Uganda 19 update: 44 days in prison with no lawyers, no bail hearing

A High Court judge said the case is urgent, but a lower court didn’t budge, deciding today that 19 LGBT community members will have to stay in prison for at least 44 days without a hearing for allegedly defying Covid-19 lockdown rules.


From the African Human Rights Media Network


Cosf shelter residents were paraded before the media at the police station after their arrest on March 29. (Uganda Police Force photo)

The legal advocacy group Human Rights Awareness and Promotion Forum (HRAPF), which is representing the prisoners, has been barred from meeting with its clients and has been repeatedly denied in its demands for a bail hearing in the Ugandan capital, Kampala.

Last week a High Court judge issued a Certificate of Urgency, which should have cleared the way for a lower court to hear the case.

But today the magistrate in the lower court stated that the earliest that HRAPF lawyers can meet their clients is on May 12 — after 44 days in custody — which is the supposed date for a hearing.

But the magistrate expressed doubts about whether prison authorities will actually transport the prisoners to court that day.

HRAPF issued this update today:

Logo of the Human Rights Awareness and Promotion Forum (HRAPF)

We have finally had the urgent application for access to lawyers by the 19 persons in detention in the COSF case fixed for hearing on 12th May 2020 – again the same day as the hearing in Nsangi Court.

We also went to Nsangi court today and met the Magistrate who indicated that she cannot allocate a hearing date for the bail application before she is sure that the Prisons authorities will bring the accused persons.

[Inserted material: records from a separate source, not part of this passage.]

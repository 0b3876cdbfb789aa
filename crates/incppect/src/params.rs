//! Server parameters

use std::path::PathBuf;

/// Tuning knobs for one server instance.
#[derive(Debug, Clone)]
pub struct Parameters {
    /// TCP listen port
    pub port: u16,
    /// Maximum message size accepted and sent; larger outbound frames
    /// are still sent, with a warning
    pub max_payload: usize,
    /// A request with no refresh for this long stops being encoded.
    /// Negative means "active once, forever after activation".
    pub t_last_request_timeout_ms: i64,
    /// Connections idle for this long are closed by the transport
    pub t_idle_timeout_s: u32,
    /// Disk root for static resources
    pub http_root: PathBuf,
    /// Resource URLs to serve from `http_root` (`""` and `"/"` resolve
    /// to `index.html`)
    pub resources: Vec<String>,
    /// TLS private key, used when `use_tls` is set
    pub ssl_key: PathBuf,
    /// TLS certificate, used when `use_tls` is set
    pub ssl_cert: PathBuf,
    /// Terminate TLS on the listener (requires the `tls` feature)
    pub use_tls: bool,
}

impl Default for Parameters {
    fn default() -> Self {
        Self {
            port: incppect_core::DEFAULT_PORT,
            max_payload: incppect_core::DEFAULT_MAX_PAYLOAD,
            t_last_request_timeout_ms: 3000,
            t_idle_timeout_s: 120,
            http_root: PathBuf::from("."),
            resources: Vec::new(),
            ssl_key: PathBuf::from("key.pem"),
            ssl_cert: PathBuf::from("cert.pem"),
            use_tls: false,
        }
    }
}
//! Aggregate frame encoding/decoding
//!
//! Server→client frame layout (all integers little-endian):
//!
//! ```text
//! ┌──────────────────────────────────────────────────────────────┐
//! │ u32 outer_type   0 = full aggregate                          │
//! │                  1 = XOR/RLE diff vs the previous aggregate  │
//! ├──────────────────────────────────────────────────────────────┤
//! │ repeated:                                                    │
//! │   u32 request_id                                             │
//! │   u32 inner_type   0 = payload padded to 4 bytes             │
//! │                    1 = XOR/RLE diff vs the previous payload  │
//! │   u32 payload_size                                           │
//! │   u8  payload[payload_size]                                  │
//! └──────────────────────────────────────────────────────────────┘
//! ```
//!
//! When `outer_type == 1` the body after the header is a single XOR/RLE
//! stream over the previous aggregate's body.

use crate::diff::padded_len;
use crate::error::{Error, Result};

/// Size of the outer-type header
pub const HEADER_SIZE: usize = 4;

/// Outer/inner type: full payload
pub const TYPE_FULL: u32 = 0;

/// Outer/inner type: XOR/RLE diff against the previous payload
pub const TYPE_DIFF: u32 = 1;

/// Payloads and aggregates switch to diff encoding only above this size
pub const DIFF_THRESHOLD: usize = 256;

/// Frames above this size are flagged for per-message compression
pub const COMPRESS_MIN_BYTES: usize = 64;

/// Size of one entry header (request id, inner type, payload size)
const ENTRY_HEADER: usize = 12;

/// Clear `buf` and start a full aggregate frame.
pub fn begin(buf: &mut Vec<u8>) {
    buf.clear();
    buf.extend_from_slice(&TYPE_FULL.to_le_bytes());
}

/// Append a full-payload entry, zero-padding the payload to a cell boundary.
pub fn push_full(buf: &mut Vec<u8>, request_id: i32, payload: &[u8]) {
    let padded = padded_len(payload.len());
    buf.extend_from_slice(&request_id.to_le_bytes());
    buf.extend_from_slice(&TYPE_FULL.to_le_bytes());
    buf.extend_from_slice(&(padded as u32).to_le_bytes());
    buf.extend_from_slice(payload);
    buf.resize(buf.len() + (padded - payload.len()), 0);
}

/// Append a diff-payload entry carrying an XOR/RLE stream.
pub fn push_diff(buf: &mut Vec<u8>, request_id: i32, stream: &[u8]) {
    buf.extend_from_slice(&request_id.to_le_bytes());
    buf.extend_from_slice(&TYPE_DIFF.to_le_bytes());
    buf.extend_from_slice(&(stream.len() as u32).to_le_bytes());
    buf.extend_from_slice(stream);
}

/// One `(request_id, inner_type, payload)` entry of an aggregate body.
#[derive(Debug, Clone, Copy, PartialEq, Eq)]
pub struct Entry<'a> {
    pub request_id: i32,
    pub inner_type: u32,
    pub payload: &'a [u8],
}

/// Split a frame into its outer type and raw body.
pub fn split(frame: &[u8]) -> Result<(u32, &[u8])> {
    if frame.len() < HEADER_SIZE {
        return Err(Error::BufferTooSmall {
            needed: HEADER_SIZE,
            have: frame.len(),
        });
    }
    let outer = u32::from_le_bytes(frame[..4].try_into().unwrap());
    Ok((outer, &frame[HEADER_SIZE..]))
}

/// Walk the entries of a full aggregate body.
pub fn entries(body: &[u8]) -> Result<Vec<Entry<'_>>> {
    let mut out = Vec::new();
    let mut offset = 0;

    while offset < body.len() {
        if body.len() - offset < ENTRY_HEADER {
            return Err(Error::TruncatedFrame(offset));
        }
        let request_id = i32::from_le_bytes(body[offset..offset + 4].try_into().unwrap());
        let inner_type = u32::from_le_bytes(body[offset + 4..offset + 8].try_into().unwrap());
        let size = u32::from_le_bytes(body[offset + 8..offset + 12].try_into().unwrap()) as usize;

        let start = offset + ENTRY_HEADER;
        if body.len() - start < size {
            return Err(Error::TruncatedFrame(offset));
        }
        out.push(Entry {
            request_id,
            inner_type,
            payload: &body[start..start + size],
        });
        offset = start + size;
    }

    Ok(out)
}
//! Reference client-side decoder
//!
//! The browser page keeps one byte buffer per request id and inverts the
//! two diff levels against locally cached state: the outer diff against
//! the last full aggregate body, the inner diff against the variable's
//! own buffer. This module is the same inversion in Rust, used by the
//! test suite and by anyone writing a native client.

use std::collections::HashMap;

use crate::diff;
use crate::error::{Error, Result};
use crate::frame;

/// Client-side view of the pushed state.
#[derive(Default)]
pub struct Mirror {
    vars: HashMap<i32, Vec<u8>>,
    last_aggregate: Vec<u8>,
}

impl Mirror {
    pub fn new() -> Self {
        Self::default()
    }

    /// Absorb one inbound frame, updating every variable it carries.
    pub fn absorb(&mut self, frame: &[u8]) -> Result<()> {
        let (outer, body) = frame::split(frame)?;

        let aggregate = if outer == frame::TYPE_DIFF {
            if self.last_aggregate.is_empty() {
                return Err(Error::NoPreviousAggregate);
            }
            let mut agg = self.last_aggregate.clone();
            diff::apply(&mut agg, body)?;
            agg
        } else {
            body.to_vec()
        };

        for entry in frame::entries(&aggregate)? {
            if entry.inner_type == frame::TYPE_DIFF {
                let var = self
                    .vars
                    .get_mut(&entry.request_id)
                    .ok_or(Error::UnknownRequestId(entry.request_id))?;
                diff::apply(var, entry.payload)?;
            } else {
                self.vars.insert(entry.request_id, entry.payload.to_vec());
            }
        }

        self.last_aggregate = aggregate;
        Ok(())
    }

    /// Current bytes of a request, padding included.
    pub fn get(&self, request_id: i32) -> Option<&[u8]> {
        self.vars.get(&request_id).map(|v| v.as_slice())
    }

    /// Number of variables seen so far.
    pub fn len(&self) -> usize {
        self.vars.len()
    }

    pub fn is_empty(&self) -> bool {
        self.vars.is_empty()
    }
}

They also informed us that there can be no hearing using video-link as the court did not have those facilities. There we think that the hearing on 12th May also will not happen. The magistrate puts the blame on the prisons authorities.

Persons facing the same charges have been given bail before by magistrates courts but our clients do not even have their case fixed for hearing. As such we have resolved to file a new application for bail in the High Court which supervises the Magistrates Court. In our application we cite the failure by the magistrates Court to fix the bail application for hearing. We have also written to the Chief Magistrate of Mpigi whose court supervises the Grade 1 Magistrates Court at Nsangi asking that the bail application be heard by that court instead.

About the case

Uganda police on March 29 arrested 23 LGBT Ugandans on charges of enabling the spread of Covid-19 by living together in a homeless shelter. Charges were preferred against 19 of the arrestees. Those men are currently remanded at Kitalya Prison.

The March 29 raid by police and army targeted the shelter of Children of the Sun Foundation Uganda (Cosf Uganda), a local LGBT organisation on the outskirts of the Ugandan capital, Kampala.  The LGBT community members were beaten and forced to take a “walk of shame” through the village from their shelter to Nkokonjeru Police Post in Kyengera town council, about 20 minutes’ drive from Kampala City.

Villagers accused the shelter residents of homosexual acts. The villagers, speaking in the Luganda language, told BBS TV that the shelter residents had an “abnormal mannerism.”